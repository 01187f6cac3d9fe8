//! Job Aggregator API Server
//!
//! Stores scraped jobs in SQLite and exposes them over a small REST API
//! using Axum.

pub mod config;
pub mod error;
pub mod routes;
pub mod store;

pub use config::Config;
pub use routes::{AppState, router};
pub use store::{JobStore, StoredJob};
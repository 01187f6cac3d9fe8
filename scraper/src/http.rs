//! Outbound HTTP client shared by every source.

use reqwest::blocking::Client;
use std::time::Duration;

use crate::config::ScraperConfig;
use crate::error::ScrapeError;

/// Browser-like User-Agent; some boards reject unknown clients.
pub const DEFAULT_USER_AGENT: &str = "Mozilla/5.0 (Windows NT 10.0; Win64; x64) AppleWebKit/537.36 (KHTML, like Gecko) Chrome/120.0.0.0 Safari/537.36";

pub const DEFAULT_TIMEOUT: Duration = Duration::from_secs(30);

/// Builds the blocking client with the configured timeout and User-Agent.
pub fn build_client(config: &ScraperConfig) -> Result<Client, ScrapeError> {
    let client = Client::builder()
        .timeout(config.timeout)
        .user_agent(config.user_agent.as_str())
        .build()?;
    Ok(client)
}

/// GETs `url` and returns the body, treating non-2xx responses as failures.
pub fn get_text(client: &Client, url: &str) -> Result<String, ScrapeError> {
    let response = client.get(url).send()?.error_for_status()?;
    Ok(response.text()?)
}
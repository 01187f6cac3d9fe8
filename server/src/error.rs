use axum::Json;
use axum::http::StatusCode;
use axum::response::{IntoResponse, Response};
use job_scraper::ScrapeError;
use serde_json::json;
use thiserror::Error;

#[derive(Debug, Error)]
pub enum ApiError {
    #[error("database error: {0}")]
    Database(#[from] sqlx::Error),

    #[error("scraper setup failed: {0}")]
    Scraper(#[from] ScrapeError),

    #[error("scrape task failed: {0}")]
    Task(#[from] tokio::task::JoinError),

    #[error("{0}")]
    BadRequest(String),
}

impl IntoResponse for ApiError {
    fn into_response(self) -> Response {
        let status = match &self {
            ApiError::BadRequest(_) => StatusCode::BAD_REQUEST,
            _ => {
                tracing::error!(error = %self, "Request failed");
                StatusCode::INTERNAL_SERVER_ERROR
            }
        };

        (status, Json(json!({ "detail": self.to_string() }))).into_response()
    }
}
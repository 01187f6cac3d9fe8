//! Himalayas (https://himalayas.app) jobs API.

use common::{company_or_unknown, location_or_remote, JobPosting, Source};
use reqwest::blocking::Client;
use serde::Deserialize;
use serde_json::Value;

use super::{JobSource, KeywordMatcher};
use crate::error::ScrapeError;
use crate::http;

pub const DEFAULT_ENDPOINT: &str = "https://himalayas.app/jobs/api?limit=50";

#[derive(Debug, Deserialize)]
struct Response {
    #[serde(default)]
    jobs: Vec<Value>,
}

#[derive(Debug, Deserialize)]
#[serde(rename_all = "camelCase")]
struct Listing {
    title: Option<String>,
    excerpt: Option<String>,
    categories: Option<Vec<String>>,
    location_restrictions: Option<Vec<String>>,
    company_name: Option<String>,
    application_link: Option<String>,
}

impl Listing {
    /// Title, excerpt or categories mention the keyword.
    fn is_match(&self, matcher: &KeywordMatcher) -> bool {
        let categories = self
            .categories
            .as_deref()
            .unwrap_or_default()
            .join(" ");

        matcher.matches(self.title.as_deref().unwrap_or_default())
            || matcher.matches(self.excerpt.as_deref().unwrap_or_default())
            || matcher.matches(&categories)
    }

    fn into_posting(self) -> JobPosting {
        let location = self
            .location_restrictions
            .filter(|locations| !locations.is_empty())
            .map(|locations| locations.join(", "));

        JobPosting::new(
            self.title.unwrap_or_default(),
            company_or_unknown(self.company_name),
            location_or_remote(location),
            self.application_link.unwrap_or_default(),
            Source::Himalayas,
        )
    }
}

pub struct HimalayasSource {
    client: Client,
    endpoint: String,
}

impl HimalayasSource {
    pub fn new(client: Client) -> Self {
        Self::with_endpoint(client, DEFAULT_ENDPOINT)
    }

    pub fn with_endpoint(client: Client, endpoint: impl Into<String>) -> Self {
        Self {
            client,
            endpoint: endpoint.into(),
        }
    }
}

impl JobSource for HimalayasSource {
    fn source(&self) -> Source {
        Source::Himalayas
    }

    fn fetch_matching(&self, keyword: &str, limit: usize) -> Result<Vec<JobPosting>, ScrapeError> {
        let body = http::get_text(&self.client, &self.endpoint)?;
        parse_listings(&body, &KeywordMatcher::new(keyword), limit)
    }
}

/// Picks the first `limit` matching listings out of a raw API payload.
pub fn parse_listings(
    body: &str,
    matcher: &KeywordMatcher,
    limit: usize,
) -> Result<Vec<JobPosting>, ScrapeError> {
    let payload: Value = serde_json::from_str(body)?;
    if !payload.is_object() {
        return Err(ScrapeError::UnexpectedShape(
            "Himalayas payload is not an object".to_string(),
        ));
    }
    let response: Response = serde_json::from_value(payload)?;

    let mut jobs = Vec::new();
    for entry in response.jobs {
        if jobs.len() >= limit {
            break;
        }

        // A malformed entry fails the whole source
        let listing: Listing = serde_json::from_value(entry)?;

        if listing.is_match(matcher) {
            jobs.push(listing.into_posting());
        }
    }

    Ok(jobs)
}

## Task details:
Recopy the records without any alteration.

## Response below:
repository 01187f6cac3d9fe8
//! Job Aggregator API Server
//!
//! Stores scraped jobs in SQLite and exposes them over a small REST API
//! using Axum.

pub mod config;
pub mod error;
pub mod routes;
pub mod store;

pub use config::Config;
pub use routes::{AppState, router};
pub use store::{JobStore, StoredJob};
repository 01187f6cac3d9fe8
filename scraper/src/http.rs
//! Outbound HTTP client shared by every source.

use reqwest::blocking::Client;
use std::time::Duration;

use crate::config::ScraperConfig;
use crate::error::ScrapeError;

/// Browser-like User-Agent; some boards reject unknown clients.
pub const DEFAULT_USER_AGENT: &str = "Mozilla/5.0 (Windows NT 10.0; Win64; x64) AppleWebKit/537.36 (KHTML, like Gecko) Chrome/120.0.0.0 Safari/537.36";

pub const DEFAULT_TIMEOUT: Duration = Duration::from_secs(30);

/// Builds the blocking client with the configured timeout and User-Agent.
pub fn build_client(config: &ScraperConfig) -> Result<Client, ScrapeError> {
    let client = Client::builder()
        .timeout(config.timeout)
        .user_agent(config.user_agent.as_str())
        .build()?;
    Ok(client)
}

/// GETs `url` and returns the body, treating non-2xx responses as failures.
pub fn get_text(client: &Client, url: &str) -> Result<String, ScrapeError> {
    let response = client.get(url).send()?.error_for_status()?;
    Ok(response.text()?)
}
repository 01187f6cac3d9fe8
filename server/src/error.rs
use axum::Json;
use axum::http::StatusCode;
use axum::response::{IntoResponse, Response};
use job_scraper::ScrapeError;
use serde_json::json;
use thiserror::Error;

#[derive(Debug, Error)]
pub enum ApiError {
    #[error("database error: {0}")]
    Database(#[from] sqlx::Error),

    #[error("scraper setup failed: {0}")]
    Scraper(#[from] ScrapeError),

    #[error("scrape task failed: {0}")]
    Task(#[from] tokio::task::JoinError),

    #[error("{0}")]
    BadRequest(String),
}

impl IntoResponse for ApiError {
    fn into_response(self) -> Response {
        let status = match &self {
            ApiError::BadRequest(_) => StatusCode::BAD_REQUEST,
            _ => {
                tracing::error!(error = %self, "Request failed");
                StatusCode::INTERNAL_SERVER_ERROR
            }
        };

        (status, Json(json!({ "detail": self.to_string() }))).into_response()
    }
}
repository 01187f6cac3d9fe8
//! Himalayas (https://himalayas.app) jobs API.

use common::{company_or_unknown, location_or_remote, JobPosting, Source};
use reqwest::blocking::Client;
use serde::Deserialize;
use serde_json::Value;

use super::{JobSource, KeywordMatcher};
use crate::error::ScrapeError;
use crate::http;

pub const DEFAULT_ENDPOINT: &str = "https://himalayas.app/jobs/api?limit=50";

#[derive(Debug, Deserialize)]
struct Response {
    #[serde(default)]
    jobs: Vec<Value>,
}

#[derive(Debug, Deserialize)]
#[serde(rename_all = "camelCase")]
struct Listing {
    title: Option<String>,
    excerpt: Option<String>,
    categories: Option<Vec<String>>,
    location_restrictions: Option<Vec<String>>,
    company_name: Option<String>,
    application_link: Option<String>,
}

impl Listing {
    /// Title, excerpt or categories mention the keyword.
    fn is_match(&self, matcher: &KeywordMatcher) -> bool {
        let categories = self
            .categories
            .as_deref()
            .unwrap_or_default()
            .join(" ");

        matcher.matches(self.title.as_deref().unwrap_or_default())
            || matcher.matches(self.excerpt.as_deref().unwrap_or_default())
            || matcher.matches(&categories)
    }

    fn into_posting(self) -> JobPosting {
        let location = self
            .location_restrictions
            .filter(|locations| !locations.is_empty())
            .map(|locations| locations.join(", "));

        JobPosting::new(
            self.title.unwrap_or_default(),
            company_or_unknown(self.company_name),
            location_or_remote(location),
            self.application_link.unwrap_or_default(),
            Source::Himalayas,
        )
    }
}

pub struct HimalayasSource {
    client: Client,
    endpoint: String,
}

impl HimalayasSource {
    pub fn new(client: Client) -> Self {
        Self::with_endpoint(client, DEFAULT_ENDPOINT)
    }

    pub fn with_endpoint(client: Client, endpoint: impl Into<String>) -> Self {
        Self {
            client,
            endpoint: endpoint.into(),
        }
    }
}

impl JobSource for HimalayasSource {
    fn source(&self) -> Source {
        Source::Himalayas
    }

    fn fetch_matching(&self, keyword: &str, limit: usize) -> Result<Vec<JobPosting>, ScrapeError> {
        let body = http::get_text(&self.client, &self.endpoint)?;
        parse_listings(&body, &KeywordMatcher::new(keyword), limit)
    }
}

/// Picks the first `limit` matching listings out of a raw API payload.
pub fn parse_listings(
    body: &str,
    matcher: &KeywordMatcher,
    limit: usize,
) -> Result<Vec<JobPosting>, ScrapeError> {
    let payload: Value = serde_json::from_str(body)?;
    if !payload.is_object() {
        return Err(ScrapeError::UnexpectedShape(
            "Himalayas payload is not an object".to_string(),
        ));
    }
    let response: Response = serde_json::from_value(payload)?;

    let mut jobs = Vec::new();
    for entry in response.jobs {
        if jobs.len() >= limit {
            break;
        }

        // A malformed entry fails the whole source
        let listing: Listing = serde_json::from_value(entry)?;

        if listing.is_match(matcher) {
            jobs.push(listing.into_posting());
        }
    }

    Ok(jobs)
}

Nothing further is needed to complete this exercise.